Complementare a questo strumento, Aviator per DevOps, sempre proposto da OpenText, aiuta gli sviluppatori a identificare all’interno di applicazioni le aree più deboli, che presentano cioè un tasso più elevato di difettosità. “In questo caso”, spiega il manager, “sfruttiamo strumenti di Mining e di Natural Language Processing per automatizzare non solo l’identificazione delle criticità, ma anche per creare real time dashboard che possono rilevare le aree di ottimizzazione end to end”.

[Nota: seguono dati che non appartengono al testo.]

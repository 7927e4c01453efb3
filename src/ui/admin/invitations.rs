// SPDX-License-Identifier: MPL-2.0
//! Invitation management screen.

use super::ViewContext;
use crate::domain::catalog::{Invitation, InvitationStatus};
use crate::domain::ids::InvitationId;
use crate::ui::design_tokens::{palette, spacing, typography};
use crate::ui::styles;
use iced::widget::{button, container, scrollable, text, text_input, Column, Row};
use iced::{alignment, Element, Length};

#[derive(Debug, Clone)]
pub enum Message {
    EmailChanged(String),
    Create,
    Delete(InvitationId),
    CopyLink(InvitationId),
    Back,
}

#[derive(Debug, Clone, PartialEq, Eq)]
pub enum Event {
    None,
    Create { email: Option<String> },
    Delete(InvitationId),
    /// Signup link to put on the clipboard.
    Copy(String),
    Back,
}

#[derive(Debug, Clone)]
pub struct Invitations {
    invitations: Vec<Invitation>,
    email: String,
    creating: bool,
    signup_base_url: String,
}

impl Invitations {
    #[must_use]
    pub fn new(signup_base_url: impl Into<String>) -> Self {
        Self {
            invitations: Vec::new(),
            email: String::new(),
            creating: false,
            signup_base_url: signup_base_url.into(),
        }
    }

    pub fn set_invitations(&mut self, invitations: Vec<Invitation>) {
        self.invitations = invitations;
    }

    #[must_use]
    pub fn invitations(&self) -> &[Invitation] {
        &self.invitations
    }

    #[must_use]
    pub fn is_creating(&self) -> bool {
        self.creating
    }

    /// The store accepted a new invitation.
    pub fn created(&mut self, invitation: Invitation) {
        self.creating = false;
        self.email.clear();
        self.invitations.insert(0, invitation);
    }

    pub fn create_failed(&mut self) {
        self.creating = false;
    }

    pub fn removed(&mut self, id: InvitationId) {
        self.invitations.retain(|i| i.id != id);
    }

    pub fn update(&mut self, message: Message) -> Event {
        match message {
            Message::EmailChanged(email) => {
                self.email = email;
                Event::None
            }
            Message::Create => {
                if self.creating {
                    return Event::None;
                }
                self.creating = true;
                let email = self.email.trim();
                Event::Create {
                    email: (!email.is_empty()).then(|| email.to_string()),
                }
            }
            Message::Delete(id) => Event::Delete(id),
            Message::CopyLink(id) => match self.invitations.iter().find(|i| i.id == id) {
                Some(invitation) => Event::Copy(invitation.signup_link(&self.signup_base_url)),
                None => Event::None,
            },
            Message::Back => Event::Back,
        }
    }
}

pub fn view<'a>(screen: &'a Invitations, ctx: &ViewContext<'a>) -> Element<'a, Message> {
    let header = Row::new()
        .spacing(spacing::XS)
        .align_y(alignment::Vertical::Center)
        .push(
            text(ctx.i18n.tr("invitations-title"))
                .size(typography::TITLE_LG)
                .width(Length::Fill),
        )
        .push(
            button(text(ctx.i18n.tr("invitations-back")).size(typography::BODY))
                .padding([spacing::XS, spacing::MD])
                .style(styles::button::secondary)
                .on_press(Message::Back),
        );

    let create = button(text(ctx.i18n.tr("invitations-create")).size(typography::BODY))
        .padding([spacing::XS, spacing::MD])
        .style(styles::button::primary);
    let create = if screen.creating {
        create
    } else {
        create.on_press(Message::Create)
    };

    let form = container(
        Row::new()
            .spacing(spacing::XS)
            .align_y(alignment::Vertical::Center)
            .push(
                text_input(&ctx.i18n.tr("invitations-email-placeholder"), &screen.email)
                    .on_input(Message::EmailChanged)
                    .on_submit(Message::Create)
                    .padding(spacing::XS)
                    .width(Length::Fill),
            )
            .push(create),
    )
    .padding(spacing::MD)
    .style(styles::container::card);

    let list: Element<'a, Message> = if screen.invitations.is_empty() {
        text(ctx.i18n.tr("invitations-empty"))
            .size(typography::BODY)
            .color(palette::GRAY_400)
            .into()
    } else {
        scrollable(
            Column::with_children(screen.invitations.iter().map(|i| row(i, ctx)))
                .spacing(spacing::XS),
        )
        .height(Length::Fill)
        .into()
    };

    container(
        Column::new()
            .spacing(spacing::LG)
            .push(header)
            .push(form)
            .push(list),
    )
    .padding(spacing::LG)
    .width(Length::Fill)
    .height(Length::Fill)
    .into()
}

fn row<'a>(invitation: &'a Invitation, ctx: &ViewContext<'a>) -> Element<'a, Message> {
    let status = invitation.status(ctx.clock);
    let color = match status {
        InvitationStatus::Active => palette::SUCCESS_500,
        InvitationStatus::Expired => palette::WARNING_500,
        InvitationStatus::Used => palette::GRAY_400,
    };

    let expires = invitation.expires_at.format("%Y-%m-%d").to_string();
    let mut details = Column::new()
        .spacing(spacing::XXS)
        .width(Length::Fill)
        .push(text(invitation.code.as_str()).size(typography::BODY_LG))
        .push(
            text(ctx.i18n.tr_with_args("invitations-expires", &[("date", expires.as_str())]))
                .size(typography::CAPTION)
                .color(palette::GRAY_400),
        );
    if let Some(email) = &invitation.email {
        details = details.push(
            text(ctx.i18n.tr_with_args("invitations-bound-to", &[("email", email.as_str())]))
                .size(typography::CAPTION)
                .color(palette::GRAY_400),
        );
    }
    if let Some(used_by) = &invitation.used_by {
        details = details.push(
            text(ctx.i18n.tr_with_args("invitations-used-by", &[("email", used_by.as_str())]))
                .size(typography::CAPTION)
                .color(palette::GRAY_400),
        );
    }

    let badge = container(text(ctx.i18n.tr(status.i18n_key())).size(typography::CAPTION))
        .padding([spacing::XXS, spacing::XS])
        .style(styles::container::badge(color));

    let copy = button(text(ctx.i18n.tr("invitations-copy-link")).size(typography::BODY_SM))
        .style(styles::button::secondary);
    let copy = if status == InvitationStatus::Active {
        copy.on_press(Message::CopyLink(invitation.id))
    } else {
        copy
    };

    container(
        Row::new()
            .spacing(spacing::MD)
            .align_y(alignment::Vertical::Center)
            .push(details)
            .push(badge)
            .push(copy)
            .push(
                button(text(ctx.i18n.tr("invitations-delete")).size(typography::BODY_SM))
                    .style(styles::button::danger)
                    .on_press(Message::Delete(invitation.id)),
            ),
    )
    .padding(spacing::SM)
    .width(Length::Fill)
    .style(styles::container::card)
    .into()
}
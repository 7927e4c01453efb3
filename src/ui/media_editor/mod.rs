// SPDX-License-Identifier: MPL-2.0
//! Reorderable media editor hosted by the collection form.
//!
//! Tiles are dragged with the pointer: press on a tile, release over another
//! tile to move it there. Releasing anywhere else cancels the drag.

pub mod component;
pub mod view;

pub use component::{Event, MediaEditor, Message};
pub use view::ViewContext;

Ma non è ancora sufficiente. Per avere un impatto davvero rilevante sul time to value, secondo Sanna è necessario anche indirizzare e risolvere potenziali latenze di processo, individuando colli di bottiglia nelle varie attività, a prescindere dal fatto che siano o meno controllate da soluzioni di automazione. “Un processo di produzione del software condotto in modo tradizionale, d’altra parte, implica una serie di passaggi gestiti secondo la logica dei silos: in un mondo in cui tutto è sempre più integrato, con applicazioni che condividono risorse a cavallo di ERP, sistemi logistici, social media e Internet, questo causa pesanti inefficienze. Bisogna quindi guardare al processo nella sua interezza, mapparlo e monitorarlo attraverso l’analisi degli stream che lo alimentano e facendo atterrare l’intera catena del valore su un’unica piattaforma, che offra un punto d’osservazione univoco e coerente, facilitandone l’ottimizzazione. Solo così”, chiosa Sanna, “possiamo assicurarci che l’AI generativa possa sprigionare il massimo potenziale e ridurre in modo consistente il time to value”.